As with any structural Ab database, Ab structures form the foundation of SAAINT-DB. However, the Ab structures in the PDB to a large extent lack a unified Ab format. Fully solved Abs, consisting of all Ab domains, are rare; instead, Fab and Fv are the most common formats. Another widely studied format is VHH (Variable Heavy domain of Heavy chain only Ab), also known as a nanobody. Additionally, various engineered Ab formats exist, such as scFv (single-chain Fv). Due to experimental limitations, some Ab structures contain missing residues or domains, leading to discrepancies between deposited structures and their annotations. For example, an Ab is annotated as a Fab, whereas its atomic coordinates only include Fv domains.

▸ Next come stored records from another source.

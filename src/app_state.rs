//! Application state shared across handlers

use std::sync::Arc;

use crate::contract::EthOpenInsureApp;
use crate::eth::EthRpcClient;
use crate::services::status_tally::StatusTally;

/// Shared application state
#[derive(Clone)]
pub struct AppState {
    pub tally: Arc<StatusTally>,
    pub rpc: EthRpcClient,
    /// Absent when no contract address is configured; the affected routes
    /// answer 503 instead.
    pub contract: Option<Arc<EthOpenInsureApp>>,
}

impl AppState {
    pub fn new(
        tally: Arc<StatusTally>,
        rpc: EthRpcClient,
        contract: Option<Arc<EthOpenInsureApp>>,
    ) -> Self {
        Self {
            tally,
            rpc,
            contract,
        }
    }
}
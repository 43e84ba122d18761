//! Data models for the OpenInsure oracle server.

use serde::{Deserialize, Serialize};

pub mod flight;
pub use flight::{FlightStatusInfo, FlightStatusRequest, StatusCode, UnknownStatusCode};

/// Standard API response envelope
#[derive(Debug, Serialize, Deserialize)]
pub struct ApiResponse<T> {
    pub success: bool,
    pub data: Option<T>,
    pub error: Option<String>,
}

impl<T> ApiResponse<T> {
    pub fn ok(data: T) -> Self {
        Self {
            success: true,
            data: Some(data),
            error: None,
        }
    }

    pub fn err(message: impl Into<String>) -> Self {
        Self {
            success: false,
            data: None,
            error: Some(message.into()),
        }
    }
}
//! Process-local tally of observed flight status codes.

use std::collections::BTreeMap;
use std::sync::Mutex;

use serde::Serialize;

use crate::models::StatusCode;

/// The late-airline advisory fires once the count passes this many sightings.
pub const LATE_AIRLINE_ADVISORY_THRESHOLD: u64 = 3;

/// One row of the tally snapshot.
#[derive(Debug, Clone, PartialEq, Eq, Serialize)]
pub struct StatusCount {
    pub status: StatusCode,
    pub count: u64,
}

/// Counter over the fixed status-code domain. Created once at process start
/// and shared by reference; mutated only by the status-resolved event
/// handler; resets on restart. Diagnostic only; nothing on-chain reads it.
#[derive(Debug)]
pub struct StatusTally {
    counts: Mutex<BTreeMap<StatusCode, u64>>,
}

impl StatusTally {
    pub fn new() -> Self {
        let counts = StatusCode::ALL.iter().map(|&status| (status, 0)).collect();
        Self {
            counts: Mutex::new(counts),
        }
    }

    /// Records one observation and returns the new count for that code.
    pub fn record(&self, status: StatusCode) -> u64 {
        let mut counts = self.counts.lock().unwrap();
        let count = counts.entry(status).or_insert(0);
        *count += 1;
        *count
    }

    /// Current counts in code order, every domain code present.
    pub fn snapshot(&self) -> Vec<StatusCount> {
        self.counts
            .lock()
            .unwrap()
            .iter()
            .map(|(&status, &count)| StatusCount { status, count })
            .collect()
    }
}

impl Default for StatusTally {
    fn default() -> Self {
        Self::new()
    }
}
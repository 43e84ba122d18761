//! Startup assembly for the oracle daemon.

use std::sync::Arc;

use thiserror::Error;
use tracing::{info, warn};

use crate::config::OracleConfig;
use crate::contract::{ContractError, EthOpenInsureApp};
use crate::eth::EthRpcClient;
use crate::services::event_listener::EventListener;
use crate::services::registrar::OracleRegistrar;
use crate::services::responder::OracleResponder;
use crate::services::status_tally::StatusTally;

#[derive(Debug, Error)]
pub enum StartError {
    #[error("no contract address configured")]
    NoContractConfigured,
    #[error("daemon startup failed: {0}")]
    Init(#[from] ContractError),
}

/// Runs the oracle daemon: enumerate the node's accounts, register each as
/// an oracle, then poll for contract events until the process exits. The
/// listener is armed only after the registration sweep completes. Returns
/// only on a startup failure; the supervisor decides whether to retry.
pub async fn run(config: OracleConfig, tally: Arc<StatusTally>) -> Result<(), StartError> {
    let Some(app_address) = config.app_address else {
        return Err(StartError::NoContractConfigured);
    };

    let rpc = EthRpcClient::new(config.rpc_url.clone());
    let contract = Arc::new(EthOpenInsureApp::new(
        rpc.clone(),
        app_address,
        config.gas_limit,
    ));

    // The account set is enumerated once and lives for the process lifetime.
    let accounts = rpc.accounts().await.map_err(ContractError::from)?;
    if accounts.is_empty() {
        warn!("node exposes no accounts; the daemon will observe but never respond");
    }

    let registrar = OracleRegistrar::new(Arc::clone(&contract));
    registrar.register_all(&accounts).await?;

    let responder = Arc::new(OracleResponder::new(
        contract,
        Arc::new(accounts),
        config.simulation,
    ));

    // Arm the listener at the current head so only events emitted after
    // registration are handled.
    let armed_at = rpc.block_number().await.map_err(ContractError::from)?;
    info!(from_block = armed_at, "oracle daemon ready");

    let listener = EventListener::new(
        rpc,
        app_address,
        responder,
        tally,
        armed_at,
        config.poll_interval,
    );
    listener.start().await;

    Ok(())
}
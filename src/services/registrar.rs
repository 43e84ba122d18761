//! Startup oracle registration.

use std::sync::Arc;

use tracing::{info, warn};

use crate::contract::{ContractError, OpenInsureApp};
use crate::eth::Address;

/// Result of one registration attempt. Failures are recorded, never retried.
#[derive(Debug)]
pub struct RegistrationOutcome {
    pub account: Address,
    pub result: Result<String, ContractError>,
}

impl RegistrationOutcome {
    pub fn succeeded(&self) -> bool {
        self.result.is_ok()
    }
}

pub struct OracleRegistrar<C> {
    contract: Arc<C>,
}

impl<C: OpenInsureApp> OracleRegistrar<C> {
    pub fn new(contract: Arc<C>) -> Self {
        Self { contract }
    }

    /// Registers every account as an oracle, in input order, one transaction
    /// at a time. All accounts live in one node signer pool, so submissions
    /// stay sequential to keep nonces ordered. Individual failures (already
    /// registered, insufficient fee) do not stop the sweep; the call as a
    /// whole fails only when the fee cannot be read at all.
    pub async fn register_all(
        &self,
        accounts: &[Address],
    ) -> Result<Vec<RegistrationOutcome>, ContractError> {
        let fee = self.contract.registration_fee().await?;
        info!(fee_wei = fee, accounts = accounts.len(), "registering oracle accounts");

        let mut outcomes = Vec::with_capacity(accounts.len());
        for &account in accounts {
            let result = self.contract.register_oracle(account, fee).await;
            match &result {
                Ok(tx_hash) => info!(account = %account, tx_hash = %tx_hash, "oracle registered"),
                Err(error) => {
                    warn!(account = %account, error = %error, "oracle registration failed")
                }
            }
            outcomes.push(RegistrationOutcome { account, result });
        }

        let registered = outcomes.iter().filter(|outcome| outcome.succeeded()).count();
        info!(registered, attempted = outcomes.len(), "oracle registration sweep complete");
        Ok(outcomes)
    }
}
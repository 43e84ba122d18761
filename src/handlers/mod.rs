//! API handlers for the oracle server.

use std::time::{SystemTime, UNIX_EPOCH};

use axum::extract::State;
use axum::http::StatusCode;
use axum::Json;
use serde::Deserialize;
use tracing::{info, warn};

use crate::app_state::AppState;
use crate::contract::OpenInsureApp;
use crate::eth::Address;
use crate::models::ApiResponse;
use crate::services::status_tally::StatusCount;

/// Read accessor over the in-memory status tally.
pub async fn get_tally(State(state): State<AppState>) -> Json<ApiResponse<Vec<StatusCount>>> {
    Json(ApiResponse::ok(state.tally.snapshot()))
}

#[derive(Debug, Deserialize)]
pub struct StatusRequestBody {
    pub airline: Address,
    pub flight: String,
    /// Defaults to the current unix time.
    pub timestamp: Option<u64>,
}

/// Asks the contract to open a flight status request; registered oracles
/// (including this daemon's accounts) answer it.
pub async fn request_flight_status(
    State(state): State<AppState>,
    Json(body): Json<StatusRequestBody>,
) -> (StatusCode, Json<ApiResponse<String>>) {
    let Some(contract) = state.contract else {
        return (
            StatusCode::SERVICE_UNAVAILABLE,
            Json(ApiResponse::err("no contract address configured")),
        );
    };

    let owner = match state.rpc.accounts().await {
        Ok(accounts) if !accounts.is_empty() => accounts[0],
        Ok(_) => {
            return (
                StatusCode::SERVICE_UNAVAILABLE,
                Json(ApiResponse::err("node exposes no accounts")),
            )
        }
        Err(error) => {
            warn!(error = %error, "account enumeration failed");
            return (
                StatusCode::BAD_GATEWAY,
                Json(ApiResponse::err(error.to_string())),
            );
        }
    };

    let timestamp = body.timestamp.unwrap_or_else(|| {
        SystemTime::now()
            .duration_since(UNIX_EPOCH)
            .map(|elapsed| elapsed.as_secs())
            .unwrap_or(0)
    });

    match contract
        .fetch_flight_status(owner, body.airline, &body.flight, timestamp)
        .await
    {
        Ok(tx_hash) => {
            info!(flight = %body.flight, tx_hash = %tx_hash, "flight status request submitted");
            (StatusCode::OK, Json(ApiResponse::ok(tx_hash)))
        }
        Err(error) => {
            warn!(flight = %body.flight, error = %error, "flight status request failed");
            (
                StatusCode::BAD_GATEWAY,
                Json(ApiResponse::err(error.to_string())),
            )
        }
    }
}
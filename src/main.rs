//! OpenInsure Oracle Server
//!
//! Long-running oracle daemon for the OpenInsure flight-insurance dApp: it
//! registers the node's accounts as oracles, answers the contract's flight
//! status requests with simulated submissions, and exposes a small API for
//! observability.

use axum::http::{header, HeaderValue, Method};
use axum::routing::get;
use axum::Router;
use std::net::SocketAddr;
use std::sync::Arc;
use tokio::time::{sleep, Duration};
use tower_http::cors::CorsLayer;
use tracing::{error, info, warn};

use openinsure_server::app_state::AppState;
use openinsure_server::config::OracleConfig;
use openinsure_server::contract::EthOpenInsureApp;
use openinsure_server::eth::EthRpcClient;
use openinsure_server::routes;
use openinsure_server::services::oracle_daemon::{self, StartError};
use openinsure_server::services::status_tally::StatusTally;

const DAEMON_SUPERVISOR_MAX_BACKOFF_SECONDS: u64 = 30;

#[tokio::main]
async fn main() {
    // Initialize tracing
    tracing_subscriber::fmt::init();

    // Load environment variables
    dotenvy::dotenv().ok();

    let config = OracleConfig::from_env();
    let tally = Arc::new(StatusTally::new());

    let rpc = EthRpcClient::new(config.rpc_url.clone());
    let contract = config
        .app_address
        .map(|address| Arc::new(EthOpenInsureApp::new(rpc.clone(), address, config.gas_limit)));
    let state = AppState::new(Arc::clone(&tally), rpc, contract);

    // Create the app router
    let app = Router::new()
        .route("/", get(root))
        .route("/health", get(health_check))
        .merge(routes::oracle_routes())
        .layer(build_cors_layer())
        .with_state(state);

    // Start and supervise the background oracle daemon.
    {
        let config = config.clone();
        let tally = Arc::clone(&tally);
        tokio::spawn(async move {
            let mut restart_count: u32 = 0;
            loop {
                let daemon_config = config.clone();
                let daemon_tally = Arc::clone(&tally);
                let handle =
                    tokio::spawn(
                        async move { oracle_daemon::run(daemon_config, daemon_tally).await },
                    );

                match handle.await {
                    Ok(Ok(())) => {
                        info!("oracle daemon exited cleanly; stopping supervisor");
                        break;
                    }
                    Ok(Err(StartError::NoContractConfigured)) => {
                        info!("oracle daemon disabled: APP_CONTRACT_ADDRESS is not set");
                        break;
                    }
                    Ok(Err(error)) => {
                        error!(error = %error, "oracle daemon failed to start; restarting");
                    }
                    Err(join_error) => {
                        if join_error.is_panic() {
                            error!("oracle daemon panicked; restarting");
                        } else {
                            error!(error = %join_error, "oracle daemon task failed; restarting");
                        }
                    }
                }

                restart_count = restart_count.saturating_add(1);
                let backoff_seconds = (2u64.saturating_pow(restart_count.min(5)))
                    .min(DAEMON_SUPERVISOR_MAX_BACKOFF_SECONDS);
                warn!(restart_count, backoff_seconds, "oracle daemon restart backoff");
                sleep(Duration::from_secs(backoff_seconds)).await;
            }
        });
    }

    // Get port from environment or default to 3001
    let port = std::env::var("PORT")
        .unwrap_or_else(|_| "3001".to_string())
        .parse()
        .expect("PORT must be a number");

    let addr = SocketAddr::from(([127, 0, 0, 1], port));

    info!("Server starting on {}", addr);

    let listener = tokio::net::TcpListener::bind(addr).await.unwrap();
    axum::serve(listener, app).await.unwrap();
}

async fn root() -> &'static str {
    "OpenInsure Oracle Server"
}

async fn health_check() -> &'static str {
    "OK"
}

fn build_cors_layer() -> CorsLayer {
    let allowed_origins = std::env::var("CORS_ALLOWED_ORIGINS")
        .unwrap_or_else(|_| "http://localhost:3000".to_string())
        .split(',')
        .filter_map(|origin| origin.trim().parse::<HeaderValue>().ok())
        .collect::<Vec<_>>();

    CorsLayer::new()
        .allow_origin(allowed_origins)
        .allow_methods([Method::GET, Method::POST, Method::OPTIONS])
        .allow_headers([header::AUTHORIZATION, header::CONTENT_TYPE, header::ACCEPT])
        .allow_credentials(false)
}
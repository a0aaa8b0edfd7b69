use crate::config::Config;
use crate::errors::AppError;
use crate::models::{PeopleSearchResponse, PersonMatchResponse, PersonRecord, SearchCriteria};
use crate::pipeline::{PeopleSearch, PersonEnricher};
use async_trait::async_trait;
use reqwest::Client;
use serde_json::{json, Map, Value};
use std::time::Duration;

// ============ Apollo People API ============

/// Client for the Apollo people search and match endpoints.
#[derive(Clone)]
pub struct ApolloService {
    client: Client,
    base_url: String,
    api_key: String,
    reveal_webhook_url: Option<String>,
}

impl ApolloService {
    pub fn new(config: &Config) -> Result<Self, AppError> {
        let client = Client::builder()
            .timeout(Duration::from_secs(30))
            .build()
            .map_err(|e| {
                AppError::ExternalApiError(format!("Failed to create Apollo client: {}", e))
            })?;

        Ok(Self {
            client,
            base_url: config.apollo_base_url.clone(),
            api_key: config.apollo_api_key.clone(),
            reveal_webhook_url: config.apollo_reveal_webhook_url.clone(),
        })
    }

    /// Builds the search body; empty filters are left out.
    pub fn search_payload(criteria: &SearchCriteria, per_page: u32) -> Value {
        let mut payload = Map::new();
        payload.insert("per_page".to_string(), json!(per_page));

        let filters = [
            ("person_titles", &criteria.job_title),
            ("organization_names", &criteria.organization_name),
            ("person_locations", &criteria.location),
            ("industry_tags", &criteria.industry_tag),
        ];
        for (key, value) in filters {
            if !value.is_empty() {
                payload.insert(key.to_string(), json!([value]));
            }
        }

        Value::Object(payload)
    }

    /// Builds the reveal body for `person_id`.
    ///
    /// Apollo only accepts `reveal_phone_number` together with a `webhook_url`
    /// and delivers the numbers to that hook asynchronously. Without a hook
    /// only personal emails are revealed; phones already present in the match
    /// response still reach the phone bag.
    pub fn reveal_payload(person_id: &str, webhook_url: Option<&str>) -> Value {
        let mut payload = json!({
            "id": person_id,
            "reveal_personal_emails": true,
        });
        if let Some(hook) = webhook_url {
            payload["reveal_phone_number"] = json!(true);
            payload["webhook_url"] = json!(hook);
        }
        payload
    }

    /// Posts `body` to `{base_url}/{endpoint}` and decodes the JSON response.
    async fn post<T: serde::de::DeserializeOwned>(
        &self,
        endpoint: &str,
        body: &Value,
    ) -> Result<T, AppError> {
        let url = format!("{}/{}", self.base_url, endpoint);

        let response = self
            .client
            .post(&url)
            .header("Cache-Control", "no-cache")
            .header("X-Api-Key", &self.api_key)
            .json(body)
            .send()
            .await
            .map_err(|e| AppError::ExternalApiError(format!("Apollo request failed: {}", e)))?;

        if !response.status().is_success() {
            let status = response.status();
            let error_text = response
                .text()
                .await
                .unwrap_or_else(|_| "Unknown error".to_string());
            return Err(AppError::ExternalApiError(format!(
                "Apollo {} returned status {}: {}",
                endpoint, status, error_text
            )));
        }

        response.json().await.map_err(|e| {
            AppError::ExternalApiError(format!("Failed to parse Apollo {} response: {}", endpoint, e))
        })
    }
}

#[async_trait]
impl PeopleSearch for ApolloService {
    async fn search(
        &self,
        criteria: &SearchCriteria,
        per_page: u32,
    ) -> Result<Vec<PersonRecord>, AppError> {
        let payload = Self::search_payload(criteria, per_page);
        tracing::debug!("Apollo search payload: {}", payload);

        let result: PeopleSearchResponse = self
            .post("mixed_people/search", &payload)
            .await
            .map_err(|e| AppError::SearchUnavailable(e.to_string()))?;

        Ok(result.people)
    }
}

#[async_trait]
impl PersonEnricher for ApolloService {
    async fn enrich(&self, raw: &PersonRecord) -> Result<Option<PersonRecord>, AppError> {
        let payload = json!({
            "first_name": raw.first_name.as_deref().unwrap_or(""),
            "last_name": raw.last_name.as_deref().unwrap_or(""),
            "organization_name": raw.organization_name().unwrap_or(""),
            "linkedin_url": raw.linkedin_url.as_deref().unwrap_or(""),
            "reveal_personal_emails": true,
        });

        let result: PersonMatchResponse = self
            .post("people/match", &payload)
            .await
            .map_err(|e| AppError::EnrichmentUnavailable(e.to_string()))?;

        if result.person.is_none() {
            tracing::debug!(
                "No enrichment match for {} {}",
                raw.first_name.as_deref().unwrap_or(""),
                raw.last_name.as_deref().unwrap_or("")
            );
        }

        Ok(result.person)
    }

    async fn reveal(&self, person_id: &str) -> Result<Option<PersonRecord>, AppError> {
        let payload = Self::reveal_payload(person_id, self.reveal_webhook_url.as_deref());

        let result: PersonMatchResponse = self
            .post("people/match", &payload)
            .await
            .map_err(|e| AppError::EnrichmentUnavailable(format!("reveal {}: {}", person_id, e)))?;

        Ok(result.person)
    }
}

#[cfg(test)]
mod tests {
    use super::*;

    #[test]
    fn search_payload_only_carries_filled_filters() {
        let criteria = SearchCriteria {
            job_title: "CTO".into(),
            location: "Cairo".into(),
            ..Default::default()
        };

        let payload = ApolloService::search_payload(&criteria, 25);
        assert_eq!(payload["per_page"], 25);
        assert_eq!(payload["person_titles"], json!(["CTO"]));
        assert_eq!(payload["person_locations"], json!(["Cairo"]));
        assert!(payload.get("organization_names").is_none());
        assert!(payload.get("industry_tags").is_none());
    }

    #[test]
    fn reveal_without_webhook_asks_for_emails_only() {
        let payload = ApolloService::reveal_payload("p-1", None);
        assert_eq!(payload["id"], "p-1");
        assert_eq!(payload["reveal_personal_emails"], true);
        assert!(payload.get("reveal_phone_number").is_none());
        assert!(payload.get("webhook_url").is_none());
    }

    #[test]
    fn reveal_with_webhook_asks_for_phones() {
        let payload = ApolloService::reveal_payload("p-1", Some("https://hooks.example.com/apollo"));
        assert_eq!(payload["reveal_phone_number"], true);
        assert_eq!(payload["webhook_url"], "https://hooks.example.com/apollo");
    }

    #[test]
    fn service_picks_up_configured_webhook() {
        let mut config = Config::for_tests("https://api.example.com");
        config.apollo_reveal_webhook_url = Some("https://hooks.example.com/apollo".into());
        let service = ApolloService::new(&config).unwrap();
        assert_eq!(
            service.reveal_webhook_url.as_deref(),
            Some("https://hooks.example.com/apollo")
        );
    }
}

In this situation, it would be more appropriate to classify it as an Fv rather than a Fab.
To address this, SAAINT-parser implements a robust method for automatically categorizing Ab entries into the most appropriate types, such as Fab, Fv, VHH, scFv, and others, by considering sequence data, structural features, and PDB annotations (see Methods). To explicitly denote paired chains, we introduce chain-specific Ab types for both HCs and LCs. For instance, instead of simply labeling an Ab as Fab, we specify it as FabH:FabL. Similarly, we use VH:VL instead of Fv to represent paired variable domains. Overall, SAAINT-DB defines 29 Ab types; among them, the most common are FabH:FabL, VH:VL, VHH, and scFv, with respective counts of 9377, 3643, 3283, and 1377 entries (Fig. 2a). This aligns with the known prevalence of Fab, Fv, VHH, and scFv in solved Ab structures.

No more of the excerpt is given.